The Basic Argument for the Legal Recognition of ONLY Traditional Marriage
Before making his argument, Dr. George clarifies that he is arguing from the basic assumption that marriage is a moral entity independent of the law; that is, marriage is not simply a legal construct. He argues this is a reasonable assumption because if marriage were only a legal construct, it would be whatever the law says it is. As such, the revisionist (those who advocate for the legal recognition of homosexual partnerships as marriage) would not be able to argue that the law is wrong in failing to recognize homosexual partnerships as marriage. In order to argue the law is wrong, the revisionist must appeal to some understanding of what marriage is. Additionally, if marriage were merely a legal construct, no one, including revisionists, could argue that it would be inappropriate to recognize as legal marriage any type of relationship, including polygynous, polyandrous, polyamorous, incestuous, bestial unions and even unions between persons and inanimate objects. Unless the revisionist is prepared to open the door to the legal recognition of these relationships, he must accept that marriage is not merely a legal construct but a moral entity.

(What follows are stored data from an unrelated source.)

use actix_session::Session;
use actix_web::{dev::Payload, web, Error, FromRequest, HttpRequest};
use std::pin::Pin;

use crate::error::{AppError, AppResult};
use crate::models::User;
use crate::services::UsersService;

const SESSION_USER_ID_KEY: &str = "user_id";

/// Store user ID in session
pub fn set_user_session(session: &Session, user_id: i32) -> AppResult<()> {
    session
        .insert(SESSION_USER_ID_KEY, user_id)
        .map_err(|e| AppError::Internal(format!("Failed to set session: {}", e)))
}

/// Get user ID from session
pub fn get_user_id_from_session(session: &Session) -> Option<i32> {
    session.get::<i32>(SESSION_USER_ID_KEY).ok().flatten()
}

/// Clear session (logout)
pub fn clear_session(session: &Session) {
    session.purge();
}

/// Extractor for handlers that require an authenticated user.
///
/// Unlike the fail-open identity resolver, this one rejects the request with
/// 401 when no valid session exists; it guards the account-only endpoints
/// (profile, question history).
pub struct AuthenticatedUser(pub User);

impl FromRequest for AuthenticatedUser {
    type Error = Error;
    type Future = Pin<Box<dyn std::future::Future<Output = Result<Self, Self::Error>>>>;

    fn from_request(req: &HttpRequest, _payload: &mut Payload) -> Self::Future {
        let req = req.clone();
        Box::pin(async move {
            // Extract session
            let session = Session::extract(&req)
                .await
                .map_err(|_| AppError::Unauthorized("Session error".to_string()))?;

            // Get user ID from session
            let user_id = get_user_id_from_session(&session)
                .ok_or_else(|| AppError::Unauthorized("Not authenticated".to_string()))?;

            // Get database pool
            let pool = req
                .app_data::<web::Data<sqlx::PgPool>>()
                .ok_or_else(|| AppError::Internal("Database pool not found".to_string()))?;

            // Fetch user from database
            let user = UsersService::get_by_id(pool.get_ref(), user_id)
                .await
                .map_err(|e| AppError::Internal(format!("Failed to fetch user: {}", e)))?
                .ok_or_else(|| AppError::Unauthorized("User not found".to_string()))?;

            // Check if user is active
            if !user.is_active {
                return Err(AppError::Unauthorized("User is inactive".to_string()).into());
            }

            Ok(AuthenticatedUser(user))
        })
    }
}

Before delving into Dr. George’s argument, which I present here in syllogistic form, the view of marriage Dr. George is analyzing should be kept in mind, because whittling down his argument to the bare essentials, as I have done here, somewhat obscures the comprehensiveness of the traditional view of marriage from which Dr. George is operating. Dr. George begins his article setting out what he refers to as the “conjugal view”, which holds that “marriage is the union of a man and women who make a permanent and exclusive commitment to each other of the type that is naturally (inherently) fulfilled by bearing and rearing children together” (a union “seal[ed] (consummate[d]) and renew[ed]…by conjugal acts — acts that constitute the behavioral part of the process of reproduction, thus uniting them as a reproductive unit). While this view holds that marriage is inherently valuable, its orientation toward the bearing and raising of children gives marriage a “distinctive structure” that includes norms such as monogamy, fidelity and permanence.
As a reading of his article would show, his argument is consistent with and even enhances the complex reality of conjugal marriage, despite the fact that his argument focuses primarily on one dimension — the bodily dimension — of this reality. In order to recover what is lost in this condensed version of his argument (and do greater justice to the nuances of Dr. George’s argument), I conclude by briefly reintegrating the concepts in the summary into a more complete view of conjugal marriage.

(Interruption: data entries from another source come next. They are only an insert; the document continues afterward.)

//! Integration tests for the Authentication API
//!
//! Tests the complete authentication flow with a real PostgreSQL database:
//! register, login, logout, current user, and the counter columns created
//! alongside the account.

use actix_session::{storage::CookieSessionStore, SessionMiddleware};
use actix_web::{cookie::Key, test, web, App};
use dhaki_server::routes;
use serde_json::{json, Value};

use crate::common::{create_test_config, create_test_user, session_cookie, TestDb};

macro_rules! auth_app {
    ($pool:expr) => {
        test::init_service(
            App::new()
                .app_data(web::Data::new($pool.clone()))
                .app_data(web::Data::new(create_test_config()))
                .wrap(
                    SessionMiddleware::builder(
                        CookieSessionStore::default(),
                        Key::from(&[0u8; 64]),
                    )
                    .cookie_secure(false)
                    .cookie_http_only(true)
                    .build(),
                )
                .configure(routes::auth::configure),
        )
        .await
    };
}

#[actix_web::test]
async fn test_register_success_creates_zeroed_counter() {
    let db = TestDb::new().await;
    let app = auth_app!(db.pool);

    let req = test::TestRequest::post()
        .uri("/auth/register")
        .set_json(json!({
            "email": "newuser@example.com",
            "password": "password123"
        }))
        .to_request();

    let resp = test::call_service(&app, req).await;
    assert_eq!(resp.status(), 201);

    // Session cookie is set on registration
    assert!(resp.headers().get("set-cookie").is_some());

    // The quota counter row starts at zero, free tier
    let (count, paid): (i32, bool) = sqlx::query_as(
        "SELECT questions_count, is_paid_user FROM users WHERE email = 'newuser@example.com'",
    )
    .fetch_one(&db.pool)
    .await
    .expect("user row exists");
    assert_eq!(count, 0);
    assert!(!paid);
}

#[actix_web::test]
async fn test_register_duplicate_email_rejected() {
    let db = TestDb::new().await;
    create_test_user(&db.pool, "existing@example.com", "password123").await;
    let app = auth_app!(db.pool);

    let req = test::TestRequest::post()
        .uri("/auth/register")
        .set_json(json!({
            "email": "existing@example.com",
            "password": "password123"
        }))
        .to_request();

    let resp = test::call_service(&app, req).await;
    assert_eq!(resp.status(), 400);
}

#[actix_web::test]
async fn test_register_invalid_email_rejected() {
    let db = TestDb::new().await;
    let app = auth_app!(db.pool);

    let req = test::TestRequest::post()
        .uri("/auth/register")
        .set_json(json!({
            "email": "not-an-email",
            "password": "password123"
        }))
        .to_request();

    let resp = test::call_service(&app, req).await;
    assert_eq!(resp.status(), 400);
}

#[actix_web::test]
async fn test_login_and_get_current_user() {
    let db = TestDb::new().await;
    create_test_user(&db.pool, "logintest@example.com", "password123").await;
    let app = auth_app!(db.pool);

    let req = test::TestRequest::post()
        .uri("/auth/login")
        .set_json(json!({
            "email": "logintest@example.com",
            "password": "password123"
        }))
        .to_request();

    let resp = test::call_service(&app, req).await;
    assert_eq!(resp.status(), 200);
    let cookie = session_cookie(&resp);

    let req = test::TestRequest::get()
        .uri("/auth/me")
        .insert_header(("Cookie", cookie))
        .to_request();

    let resp = test::call_service(&app, req).await;
    assert_eq!(resp.status(), 200);
    let body: Value = test::read_body_json(resp).await;
    assert_eq!(body["email"], "logintest@example.com");
}

#[actix_web::test]
async fn test_login_wrong_password_rejected() {
    let db = TestDb::new().await;
    create_test_user(&db.pool, "wrongpass@example.com", "password123").await;
    let app = auth_app!(db.pool);

    let req = test::TestRequest::post()
        .uri("/auth/login")
        .set_json(json!({
            "email": "wrongpass@example.com",
            "password": "nope"
        }))
        .to_request();

    let resp = test::call_service(&app, req).await;
    assert_eq!(resp.status(), 401);
}

#[actix_web::test]
async fn test_me_without_session_rejected() {
    let db = TestDb::new().await;
    let app = auth_app!(db.pool);

    let req = test::TestRequest::get().uri("/auth/me").to_request();
    let resp = test::call_service(&app, req).await;
    assert_eq!(resp.status(), 401);
}

#[actix_web::test]
async fn test_logout_clears_session() {
    let db = TestDb::new().await;
    create_test_user(&db.pool, "logout@example.com", "password123").await;
    let app = auth_app!(db.pool);

    let req = test::TestRequest::post()
        .uri("/auth/login")
        .set_json(json!({
            "email": "logout@example.com",
            "password": "password123"
        }))
        .to_request();
    let resp = test::call_service(&app, req).await;
    let cookie = session_cookie(&resp);

    let req = test::TestRequest::post()
        .uri("/auth/logout")
        .insert_header(("Cookie", cookie))
        .to_request();
    let resp = test::call_service(&app, req).await;
    assert_eq!(resp.status(), 204);
}

// Password hashes must never round-trip to the client
#[actix_web::test]
async fn test_user_payload_omits_password_hash() {
    let db = TestDb::new().await;
    let _ = create_test_user(&db.pool, "hash@example.com", "password123").await;
    let app = auth_app!(db.pool);

    let req = test::TestRequest::post()
        .uri("/auth/login")
        .set_json(json!({
            "email": "hash@example.com",
            "password": "password123"
        }))
        .to_request();

    let resp = test::call_service(&app, req).await;
    let body: Value = test::read_body_json(resp).await;
    assert!(body["user"].get("password_hash").is_none());
}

I. Conjugal Marriage and Homosexual Partnerships are Fundamentally Different:
(1) Conjugal marriage is the most comprehensive relationship possible between human persons in that it includes the union of wills, minds, resources and bodies.
(2) The body is an integral part of the human person, not just a possession (we distinguish between vandalism and assault because the body is not a possession like one’s car or home).
(3) Therefore, any relationship that is to be as completely comprehensive as conjugal marriage must include the union of bodies, not just minds, wills and resources. (from (1) and (2)).
(4) Complete bodily union involves the coordination of bodily parts for the common biological purpose of the whole (e.g. the heart is completely unified with the body of an individual in that it coordinates with other bodily parts for the common biological purpose of sustaining the organic life of the individual).
(5) The most complete bodily union possible for human persons is the sexual union of couples of the opposite sex (like the heart with respect to the individual body, the reproductive organs of the couple coordinate for the common biological purpose (reproduction) of the whole (the man and women)).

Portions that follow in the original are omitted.